"Swiped" auf Disney+: Die düsteren Seiten von Tinder

Lily James als Gründerin Whitney Wolfe in „Swiped“.
Ein Tischtennis-Tisch, eine Rutsche, Hängematten: In diesem typischen Start-up-Umfeld in Los Angeles brütet ein Haufen Nerds Anfang der 2010er Jahre über Ideen für eine neue App, die den Markt erobern soll. Ein Vorschlag hat es der jungen Truppe dabei besonders angetan: Was, wenn man die Online-Partnersuche von ihrem verstaubten Image befreien und für Millennials schmackhaft machen könnte? So wird Tinder geboren – jene App, die das Dating via Wischbewegung populär gemacht hat.

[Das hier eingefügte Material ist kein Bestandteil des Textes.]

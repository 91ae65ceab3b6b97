use anyhow::Result;
use tracing::Level;
use tracing_subscriber::{fmt, layer::SubscriberExt, EnvFilter, Registry};

#[derive(Clone, Copy, Debug, Default, PartialEq, Eq)]
pub enum LogFormat {
    #[default]
    Pretty,
    Json,
}

impl LogFormat {
    #[must_use]
    pub fn parse(value: &str) -> Option<Self> {
        match value.trim().to_lowercase().as_str() {
            "pretty" | "text" => Some(Self::Pretty),
            "json" => Some(Self::Json),
            _ => None,
        }
    }
}

/// Initialize logging. Output goes to stderr so stdout stays machine-readable.
///
/// # Errors
///
/// Returns an error if the filter directives or the global subscriber cannot be installed
pub fn init(verbosity_level: Option<Level>, format: LogFormat) -> Result<()> {
    let verbosity_level = verbosity_level.unwrap_or(Level::ERROR);

    // RUST_LOG=
    let filter = EnvFilter::builder()
        .with_default_directive(verbosity_level.into())
        .from_env_lossy()
        .add_directive("hyper=error".parse()?)
        .add_directive("hyper_util=error".parse()?)
        .add_directive("reqwest=warn".parse()?);

    match format {
        LogFormat::Pretty => {
            let fmt_layer = fmt::layer()
                .with_writer(std::io::stderr)
                .with_file(false)
                .with_line_number(false)
                .with_thread_ids(false)
                .with_target(false)
                .pretty();
            let subscriber = Registry::default().with(fmt_layer).with(filter);
            tracing::subscriber::set_global_default(subscriber)?;
        }
        LogFormat::Json => {
            let fmt_layer = fmt::layer()
                .with_writer(std::io::stderr)
                .with_target(false)
                .json();
            let subscriber = Registry::default().with(fmt_layer).with(filter);
            tracing::subscriber::set_global_default(subscriber)?;
        }
    }

    Ok(())
}
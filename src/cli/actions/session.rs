//! Session subcommands. Results are printed to stdout as JSON.

use crate::cli::globals::GlobalArgs;
use crate::guard::Navigation;
use crate::session::{is_authorized, UserLookup};
use anyhow::{bail, Result};
use secrecy::SecretString;
use serde_json::{json, Value};

/// JSON report describing the outcome of a user lookup.
#[must_use]
pub fn lookup_report(lookup: &UserLookup, needs_login: bool) -> Value {
    match lookup {
        UserLookup::Authenticated(user) => json!({
            "status": "authenticated",
            "authorized": is_authorized(user),
            "subscribed": user.has_subscription(),
            "user": user,
        }),
        UserLookup::NeedsLogin => json!({
            "status": "needs_login",
            "needsLogin": true,
        }),
        UserLookup::SignedOut => json!({
            "status": "signed_out",
            "needsLogin": needs_login,
        }),
        UserLookup::Unavailable(err) => json!({
            "status": "unavailable",
            "error": err.to_string(),
        }),
    }
}

#[must_use]
pub fn navigation_report(navigation: &Navigation) -> Value {
    match navigation {
        Navigation::Proceed => json!({ "navigation": "proceed" }),
        Navigation::Redirect(to) => json!({ "navigation": "redirect", "to": to }),
    }
}

pub(crate) fn print_json(value: &Value) -> Result<()> {
    println!("{}", serde_json::to_string_pretty(value)?);
    Ok(())
}

fn finish(lookup: &UserLookup, needs_login: bool) -> Result<()> {
    print_json(&lookup_report(lookup, needs_login))?;

    if let UserLookup::Unavailable(err) = lookup {
        bail!("current user unavailable: {err}");
    }

    Ok(())
}

/// # Errors
/// Returns an error if sign-in fails or the session cannot be persisted.
pub async fn login(globals: &GlobalArgs, email: &str, password: &SecretString) -> Result<()> {
    let store = globals.open_session()?;
    let lookup = store.login(email, password).await?;
    finish(&lookup, store.needs_login())
}

/// # Errors
/// Returns an error if the tokens cannot be persisted.
pub async fn sso(
    globals: &GlobalArgs,
    access_token: SecretString,
    refresh_token: SecretString,
) -> Result<()> {
    let store = globals.open_session()?;
    let lookup = store.set_sso_creds(access_token, refresh_token).await?;
    finish(&lookup, store.needs_login())
}

/// # Errors
/// Returns an error if the session file is unreadable or the user lookup is unavailable.
pub async fn whoami(globals: &GlobalArgs) -> Result<()> {
    let store = globals.open_session()?;
    let lookup = store.get_user().await;
    finish(&lookup, store.needs_login())
}

/// # Errors
/// Returns an error if the session file is unreadable.
pub async fn logout(globals: &GlobalArgs) -> Result<()> {
    let store = globals.open_session()?;
    let navigation = store.logout().await;
    print_json(&navigation_report(&navigation))
}

/// # Errors
/// Returns an error if the email is malformed or the request fails.
pub async fn begin_reset(globals: &GlobalArgs, email: &str) -> Result<()> {
    let store = globals.open_session()?;
    store.begin_reset_password(email).await?;
    print_json(&json!({ "status": "code_sent", "email": email }))
}

/// # Errors
/// Returns an error if the email is malformed or the request fails.
pub async fn finish_reset(
    globals: &GlobalArgs,
    email: &str,
    code: &str,
    password: &SecretString,
) -> Result<()> {
    let store = globals.open_session()?;
    store.reset_password(email, code, password).await?;
    print_json(&json!({ "status": "password_reset", "email": email }))
}
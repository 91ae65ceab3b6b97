pub mod actions;
pub mod commands;
pub mod dispatch;
pub mod globals;
pub mod telemetry;

mod start;
pub use self::start::start;
use crate::api::ApiError;
use thiserror::Error;

#[derive(Debug, Error)]
pub enum StorageError {
    #[error("session storage I/O failed: {0}")]
    Io(#[from] std::io::Error),
    #[error("invalid session record: {0}")]
    Json(#[from] serde_json::Error),
}

#[derive(Debug, Error)]
pub enum SessionError {
    #[error(transparent)]
    Api(#[from] ApiError),
    /// The user resolved, but fails the access policy.
    #[error("Don't have required permissions")]
    Unauthorized,
    #[error("invalid email address: {0}")]
    InvalidEmail(String),
    #[error("{0} must not be empty")]
    EmptyToken(&'static str),
    #[error(transparent)]
    Storage(#[from] StorageError),
}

Der Film „Swiped“ (zu sehen auf Disney+) widmet sich nun der Geschichte von einer der Gründerinnen: Whitney Wolfe. Frisch von der Uni stolperte sie damals in das Start-up, steuerte den Namen bei und sorgte als Marketingchefin dafür, dass die App bei jungen Studierenden einschlug. Tinder wurde ein Riesenerfolg. 2014 verließ Wolfe jedoch das Unternehmen und klagte wegen Sexismus und Diskriminierung. Später gründete sie die App Bumble, die einen sichereren Ort für Frauen in der Welt des Online-Datings bieten will – und Wolfe zur Milliardärin machte.
Wegen einer Vertraulichkeitserklärung, die sie im Zuge eines Vergleichs unterzeichnete, entstand der Film ohne ihre Mitarbeit. Lily James („Cinderella“, „Pam & Tommy“) schlüpft in die Rolle der Protagonistin und spielt sie überzeugend als zunächst naive Frohnatur, die nach und nach erkennt, dass das hippe Start-up von misogyner Bro-Culture durchsetzt ist.
Im Schatten der Männer
Nachdem ihre Beziehung zu einem Kollegen bei Tinder in die Brüche geht, finden wichtige Meetings immer öfter ohne Whitney statt. Bei Interviews und Preisverleihungen steht sie im Schatten der männlichen Führungsriege, auch die zunehmenden Vorwürfe von weiblichen Nutzerinnen über das ungefragte Zusenden von Dickpics werden nicht ernstgenommen.
„Swiped“ hätte eine packende Geschichte über Sexismus in der Tech-Branche, toxische Männlichkeit und die Notwendigkeit von Frauensolidarität werden können. Diese Themen werden auch alle angesprochen, der Film bleibt dabei jedoch zu sehr an der Oberfläche. Auch der Tonfall wird den Ereignissen nicht gerecht: „Swiped“ erzählt kurzweilig, teilweise im Stil einer gut gelaunten, inspirierenden Erfolgsstory von Whitney Wolfe, die als Heldin strukturelle Probleme einfach mit ein wenig Fleiß zu überwinden scheint. Das klingt dann doch etwas zu märchenhaft.